◆ TASK GOAL ◆
The answer must consist of the entire listing, repeated exactly.

◆ EXERCISE DATA ◆
#####

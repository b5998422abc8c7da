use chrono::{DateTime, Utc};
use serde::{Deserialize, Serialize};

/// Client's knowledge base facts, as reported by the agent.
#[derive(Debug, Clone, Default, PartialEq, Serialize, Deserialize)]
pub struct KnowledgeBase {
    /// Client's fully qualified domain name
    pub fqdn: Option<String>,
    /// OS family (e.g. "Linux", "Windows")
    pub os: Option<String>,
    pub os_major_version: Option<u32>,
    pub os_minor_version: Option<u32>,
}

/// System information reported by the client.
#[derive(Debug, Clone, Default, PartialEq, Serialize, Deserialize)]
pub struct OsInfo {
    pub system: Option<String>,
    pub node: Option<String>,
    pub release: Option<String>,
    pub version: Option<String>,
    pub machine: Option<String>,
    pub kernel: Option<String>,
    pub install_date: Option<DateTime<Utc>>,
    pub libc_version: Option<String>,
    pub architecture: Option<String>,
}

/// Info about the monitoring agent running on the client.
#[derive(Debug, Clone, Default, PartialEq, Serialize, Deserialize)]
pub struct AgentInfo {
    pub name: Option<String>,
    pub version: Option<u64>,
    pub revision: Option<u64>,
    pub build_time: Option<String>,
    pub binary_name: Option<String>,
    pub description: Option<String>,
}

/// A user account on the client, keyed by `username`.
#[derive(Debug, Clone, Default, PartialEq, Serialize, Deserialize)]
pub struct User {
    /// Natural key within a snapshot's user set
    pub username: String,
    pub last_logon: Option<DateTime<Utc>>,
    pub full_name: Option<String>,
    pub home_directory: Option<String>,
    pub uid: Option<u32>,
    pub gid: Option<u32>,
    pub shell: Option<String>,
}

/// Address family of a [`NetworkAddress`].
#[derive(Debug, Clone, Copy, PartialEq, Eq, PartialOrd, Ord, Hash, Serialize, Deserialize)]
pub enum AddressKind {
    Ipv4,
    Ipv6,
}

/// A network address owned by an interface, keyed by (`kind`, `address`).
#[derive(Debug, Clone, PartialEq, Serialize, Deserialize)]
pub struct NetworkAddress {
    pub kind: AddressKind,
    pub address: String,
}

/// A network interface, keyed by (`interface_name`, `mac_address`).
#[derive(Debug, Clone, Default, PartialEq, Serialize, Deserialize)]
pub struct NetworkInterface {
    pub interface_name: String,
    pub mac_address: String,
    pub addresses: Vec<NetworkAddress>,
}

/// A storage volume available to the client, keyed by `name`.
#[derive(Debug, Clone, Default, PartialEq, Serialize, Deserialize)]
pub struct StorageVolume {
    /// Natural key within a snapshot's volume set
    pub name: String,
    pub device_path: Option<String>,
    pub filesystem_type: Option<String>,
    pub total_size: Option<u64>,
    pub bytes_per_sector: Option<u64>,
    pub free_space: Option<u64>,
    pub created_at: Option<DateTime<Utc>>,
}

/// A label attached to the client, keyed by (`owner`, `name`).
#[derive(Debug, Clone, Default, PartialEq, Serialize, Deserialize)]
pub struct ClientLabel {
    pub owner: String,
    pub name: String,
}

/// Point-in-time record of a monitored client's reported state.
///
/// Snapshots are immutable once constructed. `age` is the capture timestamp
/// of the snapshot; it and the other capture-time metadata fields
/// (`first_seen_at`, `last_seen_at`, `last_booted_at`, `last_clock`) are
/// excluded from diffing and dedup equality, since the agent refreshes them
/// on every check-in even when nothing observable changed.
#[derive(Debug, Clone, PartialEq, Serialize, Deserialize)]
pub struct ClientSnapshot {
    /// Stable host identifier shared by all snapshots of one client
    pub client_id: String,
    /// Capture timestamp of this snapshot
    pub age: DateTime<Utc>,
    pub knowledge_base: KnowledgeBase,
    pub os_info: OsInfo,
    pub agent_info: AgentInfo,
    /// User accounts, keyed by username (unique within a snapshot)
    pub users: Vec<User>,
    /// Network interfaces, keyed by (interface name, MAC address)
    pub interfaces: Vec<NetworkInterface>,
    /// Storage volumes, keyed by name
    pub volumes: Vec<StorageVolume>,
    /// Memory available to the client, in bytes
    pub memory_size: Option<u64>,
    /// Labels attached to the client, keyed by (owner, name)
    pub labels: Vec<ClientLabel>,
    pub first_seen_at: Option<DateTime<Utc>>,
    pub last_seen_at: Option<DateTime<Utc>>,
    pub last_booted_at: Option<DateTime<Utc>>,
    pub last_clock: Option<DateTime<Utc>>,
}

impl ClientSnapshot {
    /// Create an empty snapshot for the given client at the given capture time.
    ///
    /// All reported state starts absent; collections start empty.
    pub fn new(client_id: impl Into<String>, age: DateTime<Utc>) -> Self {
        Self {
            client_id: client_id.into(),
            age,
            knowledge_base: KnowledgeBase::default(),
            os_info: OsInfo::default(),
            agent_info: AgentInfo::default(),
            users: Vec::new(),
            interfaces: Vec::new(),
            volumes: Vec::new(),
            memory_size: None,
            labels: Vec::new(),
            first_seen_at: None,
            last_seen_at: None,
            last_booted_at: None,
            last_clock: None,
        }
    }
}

#####

◆ TASK OUTPUT ◆
repository b5998422abc8c7da
use chrono::{DateTime, Utc};
use serde::{Deserialize, Serialize};

/// Client's knowledge base facts, as reported by the agent.
#[derive(Debug, Clone, Default, PartialEq, Serialize, Deserialize)]
pub struct KnowledgeBase {
    /// Client's fully qualified domain name
    pub fqdn: Option<String>,
    /// OS family (e.g. "Linux", "Windows")
    pub os: Option<String>,
    pub os_major_version: Option<u32>,
    pub os_minor_version: Option<u32>,
}

/// System information reported by the client.
#[derive(Debug, Clone, Default, PartialEq, Serialize, Deserialize)]
pub struct OsInfo {
    pub system: Option<String>,
    pub node: Option<String>,
    pub release: Option<String>,
    pub version: Option<String>,
    pub machine: Option<String>,
    pub kernel: Option<String>,
    pub install_date: Option<DateTime<Utc>>,
    pub libc_version: Option<String>,
    pub architecture: Option<String>,
}

/// Info about the monitoring agent running on the client.
#[derive(Debug, Clone, Default, PartialEq, Serialize, Deserialize)]
pub struct AgentInfo {
    pub name: Option<String>,
    pub version: Option<u64>,
    pub revision: Option<u64>,
    pub build_time: Option<String>,
    pub binary_name: Option<String>,
    pub description: Option<String>,
}

/// A user account on the client, keyed by `username`.
#[derive(Debug, Clone, Default, PartialEq, Serialize, Deserialize)]
pub struct User {
    /// Natural key within a snapshot's user set
    pub username: String,
    pub last_logon: Option<DateTime<Utc>>,
    pub full_name: Option<String>,
    pub home_directory: Option<String>,
    pub uid: Option<u32>,
    pub gid: Option<u32>,
    pub shell: Option<String>,
}

/// Address family of a [`NetworkAddress`].
#[derive(Debug, Clone, Copy, PartialEq, Eq, PartialOrd, Ord, Hash, Serialize, Deserialize)]
pub enum AddressKind {
    Ipv4,
    Ipv6,
}

/// A network address owned by an interface, keyed by (`kind`, `address`).
#[derive(Debug, Clone, PartialEq, Serialize, Deserialize)]
pub struct NetworkAddress {
    pub kind: AddressKind,
    pub address: String,
}

/// A network interface, keyed by (`interface_name`, `mac_address`).
#[derive(Debug, Clone, Default, PartialEq, Serialize, Deserialize)]
pub struct NetworkInterface {
    pub interface_name: String,
    pub mac_address: String,
    pub addresses: Vec<NetworkAddress>,
}

/// A storage volume available to the client, keyed by `name`.
#[derive(Debug, Clone, Default, PartialEq, Serialize, Deserialize)]
pub struct StorageVolume {
    /// Natural key within a snapshot's volume set
    pub name: String,
    pub device_path: Option<String>,
    pub filesystem_type: Option<String>,
    pub total_size: Option<u64>,
    pub bytes_per_sector: Option<u64>,
    pub free_space: Option<u64>,
    pub created_at: Option<DateTime<Utc>>,
}

/// A label attached to the client, keyed by (`owner`, `name`).
#[derive(Debug, Clone, Default, PartialEq, Serialize, Deserialize)]
pub struct ClientLabel {
    pub owner: String,
    pub name: String,
}

/// Point-in-time record of a monitored client's reported state.
///
/// Snapshots are immutable once constructed. `age` is the capture timestamp
/// of the snapshot; it and the other capture-time metadata fields
/// (`first_seen_at`, `last_seen_at`, `last_booted_at`, `last_clock`) are
/// excluded from diffing and dedup equality, since the agent refreshes them
/// on every check-in even when nothing observable changed.
#[derive(Debug, Clone, PartialEq, Serialize, Deserialize)]
pub struct ClientSnapshot {
    /// Stable host identifier shared by all snapshots of one client
    pub client_id: String,
    /// Capture timestamp of this snapshot
    pub age: DateTime<Utc>,
    pub knowledge_base: KnowledgeBase,
    pub os_info: OsInfo,
    pub agent_info: AgentInfo,
    /// User accounts, keyed by username (unique within a snapshot)
    pub users: Vec<User>,
    /// Network interfaces, keyed by (interface name, MAC address)
    pub interfaces: Vec<NetworkInterface>,
    /// Storage volumes, keyed by name
    pub volumes: Vec<StorageVolume>,
    /// Memory available to the client, in bytes
    pub memory_size: Option<u64>,
    /// Labels attached to the client, keyed by (owner, name)
    pub labels: Vec<ClientLabel>,
    pub first_seen_at: Option<DateTime<Utc>>,
    pub last_seen_at: Option<DateTime<Utc>>,
    pub last_booted_at: Option<DateTime<Utc>>,
    pub last_clock: Option<DateTime<Utc>>,
}

impl ClientSnapshot {
    /// Create an empty snapshot for the given client at the given capture time.
    ///
    /// All reported state starts absent; collections start empty.
    pub fn new(client_id: impl Into<String>, age: DateTime<Utc>) -> Self {
        Self {
            client_id: client_id.into(),
            age,
            knowledge_base: KnowledgeBase::default(),
            os_info: OsInfo::default(),
            agent_info: AgentInfo::default(),
            users: Vec::new(),
            interfaces: Vec::new(),
            volumes: Vec::new(),
            memory_size: None,
            labels: Vec::new(),
            first_seen_at: None,
            last_seen_at: None,
            last_booted_at: None,
            last_clock: None,
        }
    }
}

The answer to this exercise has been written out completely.